Warning: This HTML rendition of the RFC is experimental. It is programmatically generated, and small parts may be missing, damaged, or badly formatted. However, it is much more convenient to read via web browsers. Refer to the PostScript or text renditions for the ultimate authority.

Open Software Foundation M. Burati (HP)
Request For Comments: 93.0
February 1996

DCE 1.2 SECURITY SCALABILITY AND PERFORMANCE --

FUNCTIONAL SPECIFICATION

INTRODUCTION

For DCE 1.2, HP has agreed to provide 6 engineering months (EM) of effort toward improving the scalability and performance of the DCE Security component. That effort includes looking into a subset of the changes listed below to determine what was possible to complete within the given time frame, and what should be looked at in a future release. The 6EM agreed to includes the time devoted to investigate each of these areas and others relating to customer feedback, the writing of this functional spec, and the coding, building and testing of any fixes made as a result of this work.

The main driving force for providing scalability enhancements to DCE 1.2 was to begin to remove the barriers to DCE acceptance that currently exist for customers who would like to migrate large (on the order of many tens of thousands, up to a million) user bases to DCE. Given the limited timeframe that DCE 1.2 must be completed and shipped in, and given the large number of other projects that will be a more visible improvement to the DCE functionality base, we needed to weed out those items that will not provide the scalability improvements that we really need to address, and concentrate on the issues that are currently barriers to acceptance.

Changes Since Last Publication

Relative to previous drafts, this document now includes further breakdown of the size and components of each piece of work, and further distinction of what is scheduled to appear in the 1.2 code base.

TARGET

The target audience of this technology is the same as that of DCE Security in general, although those that are attempting to deploy large cells of machines and/or users will benefit the most from these changes and from future resolution of the remaining issues.

GOALS AND NON-GOALS

NOTE:
Nothing in this document should be construed as a commitment to provide any of the described functionality unless otherwise stated. This specification exists solely for the purposes of documenting the investigative work completed to determine the scalability needs of the DCE security component, and to document the improvements that we are able to implement during the DCE 1.2 timeframe.

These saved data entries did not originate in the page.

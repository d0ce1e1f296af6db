extern crate icopack;

use icopack::icondir::{decode_directory, BITS_PER_PIXEL, COLOR_PLANES};
use icopack::{Entry, Error, IconReader, Picture, WriteOptions};
use std::io::Cursor;

//===========================================================================//

fn gradient(width: u32, height: u32) -> Picture {
    let mut rgba = Vec::<u8>::new();
    for y in 0..height {
        for x in 0..width {
            let alpha = if (x + y) % 7 == 0 { 0x80 } else { 0xff };
            rgba.extend_from_slice(&[x as u8, y as u8, 0x40, alpha]);
        }
    }
    Picture::from_rgba_data(width, height, rgba)
}

fn payload(length: usize, seed: u8) -> Vec<u8> {
    (0..length).map(|index| seed.wrapping_add(index as u8)).collect()
}

//===========================================================================//

#[test]
fn two_payloads_of_100_and_200_bytes() {
    let entries = vec![
        Entry::new(16, 16, payload(100, 1)),
        Entry::new(32, 32, payload(200, 2)),
    ];
    let mut file = Vec::<u8>::new();
    let directory = icopack::write_icon(&mut file, &entries).unwrap();
    assert_eq!(directory.offsets(), vec![38, 138]);
    assert_eq!(directory.file_len(), 338);
    assert_eq!(file.len(), 338);
    let (_, records) = decode_directory(&file).unwrap();
    assert_eq!(records[0].offset, 38);
    assert_eq!(records[1].offset, 138);
}

#[test]
fn offsets_are_packed_in_order() {
    let lengths = [7usize, 0, 31, 1, 250];
    let entries: Vec<Entry> = lengths
        .iter()
        .enumerate()
        .map(|(index, &length)| {
            let side = 16 * (index as u32 + 1);
            Entry::new(side, side, payload(length, index as u8))
        })
        .collect();
    let mut file = Vec::<u8>::new();
    icopack::write_icon(&mut file, &entries).unwrap();
    let (header, records) = decode_directory(&file).unwrap();
    assert_eq!(header.count as usize, lengths.len());
    let mut expected_offset = 6 + 16 * lengths.len() as u32;
    for (record, &length) in records.iter().zip(lengths.iter()) {
        assert_eq!(record.offset, expected_offset);
        assert_eq!(record.byte_size as usize, length);
        expected_offset += length as u32;
    }
    assert_eq!(file.len() as u32, expected_offset);
}

#[test]
fn directory_fields_are_constant() {
    let entries = vec![
        Entry::new(1, 1, payload(3, 0)),
        Entry::new(255, 128, payload(5, 0)),
    ];
    let mut file = Vec::<u8>::new();
    icopack::write_icon(&mut file, &entries).unwrap();
    let (_, records) = decode_directory(&file).unwrap();
    for record in records.iter() {
        assert_eq!(record.planes, COLOR_PLANES);
        assert_eq!(record.bit_count, BITS_PER_PIXEL);
        assert_eq!(record.color_count, 0);
        assert_eq!(record.reserved, 0);
    }
    assert_eq!((records[1].width, records[1].height), (255, 128));
}

#[test]
fn payloads_round_trip_byte_for_byte() {
    let entries: Vec<Entry> = (1..=6u32)
        .map(|index| {
            Entry::new(index * 40, index, payload(index as usize * 13, 9))
        })
        .collect();
    let mut file = Vec::<u8>::new();
    icopack::write_icon(&mut file, &entries).unwrap();
    let mut reader = IconReader::open(Cursor::new(file)).unwrap();
    assert_eq!(reader.len(), entries.len());
    for (index, entry) in entries.iter().enumerate() {
        assert_eq!(reader.extract_payload(index).unwrap(), entry.payload());
    }
    let read_back = reader.into_entries().unwrap();
    assert_eq!(read_back, entries);
}

#[test]
fn resampled_pngs_round_trip() {
    let source = gradient(64, 48);
    let sizes = [16u32, 24, 32, 48];
    let entries: Vec<Entry> = sizes
        .iter()
        .map(|&size| {
            let picture = source.resample(size, size).unwrap();
            let png = picture.encode_png().unwrap();
            Entry::new(size, size, png)
        })
        .collect();
    let mut file = Vec::<u8>::new();
    icopack::write_icon(&mut file, &entries).unwrap();
    let mut reader = IconReader::open(Cursor::new(file)).unwrap();
    for (index, &size) in sizes.iter().enumerate() {
        let payload = reader.extract_payload(index).unwrap();
        assert_eq!(payload.as_slice(), entries[index].payload());
        let picture = Picture::read_png(payload.as_slice()).unwrap();
        assert_eq!((picture.width(), picture.height()), (size, size));
    }
}

#[test]
fn empty_input_is_rejected() {
    let mut file = Vec::<u8>::new();
    let result = icopack::write_icon(&mut file, &[]);
    assert!(matches!(result, Err(Error::EmptyInput)));
    assert!(file.is_empty());
}

#[test]
fn size_256_is_rejected_unless_wrapping() {
    let entries = vec![Entry::new(256, 256, payload(4, 0))];
    let mut file = Vec::<u8>::new();
    let result = icopack::write_icon(&mut file, &entries);
    assert!(matches!(result, Err(Error::WidthOverflow { .. })));

    let options = WriteOptions::wrapping();
    icopack::write_icon_with(&mut file, &entries, options).unwrap();
    let (_, records) = decode_directory(&file).unwrap();
    assert_eq!((records[0].width, records[0].height), (0, 0));
}

#[test]
fn write_icon_file_creates_a_readable_file() {
    let dir = tempfile::tempdir().unwrap();
    let path = dir.path().join("out.ico");
    let entries = vec![
        Entry::new(16, 16, payload(10, 3)),
        Entry::new(48, 48, payload(20, 4)),
    ];
    icopack::write_icon_file(&path, &entries, WriteOptions::default())
        .unwrap();
    let read_back = icopack::read_icon_file(&path).unwrap();
    assert_eq!(read_back, entries);
}

#[test]
fn write_icon_file_leaves_nothing_behind_on_bad_input() {
    let dir = tempfile::tempdir().unwrap();
    let path = dir.path().join("bad.ico");
    let entries = vec![Entry::new(16, 512, payload(10, 3))];
    let result =
        icopack::write_icon_file(&path, &entries, WriteOptions::default());
    assert!(matches!(result, Err(Error::HeightOverflow { index: 0, .. })));
    assert!(!path.exists());
}

//===========================================================================//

The main goal of this effort is to improve the performance and/or scalability limits of DCE Security, without affecting the publicly visible interfaces in any way. No change that threatens the security of DCE will be considered for implementation.

It is a goal to attempt to evaluate the usefulness/risk/work-required of each of the following areas (the results of these evaluations will be described below):

Fine grain checkpointing.
Replace back-end security database.
Efficient ACL storage.
Client binding rewrite
More efficient memory usage.

It is not a goal of this effort to address any of the following previously suggested scalability topics:

Batch propagations.
Batch wire RGY interface.
ERA triggers and search capability.
User credentials carrying machine attributes.
Non-RPC interface to secd.

All of these areas are beyond the scope of this limited project. We make no attempt to evaluate the importance or usefulness of any of them, and expect that they may be raised as future issues post DCE 1.2.

TERMINOLOGY

N/A.

REQUIREMENTS

There should be no publicly visible functional changes as a result of this project.

FUNCTIONAL DESCRIPTIONS

The following descriptions are given solely to provide direction to those investigating each area. The actual changes required for each selected area will be documented in implementation specifications as those projects are staffed and funded. Projects that are expected to appear in DCE 1.2 are given first, then longer-term projects are discussed.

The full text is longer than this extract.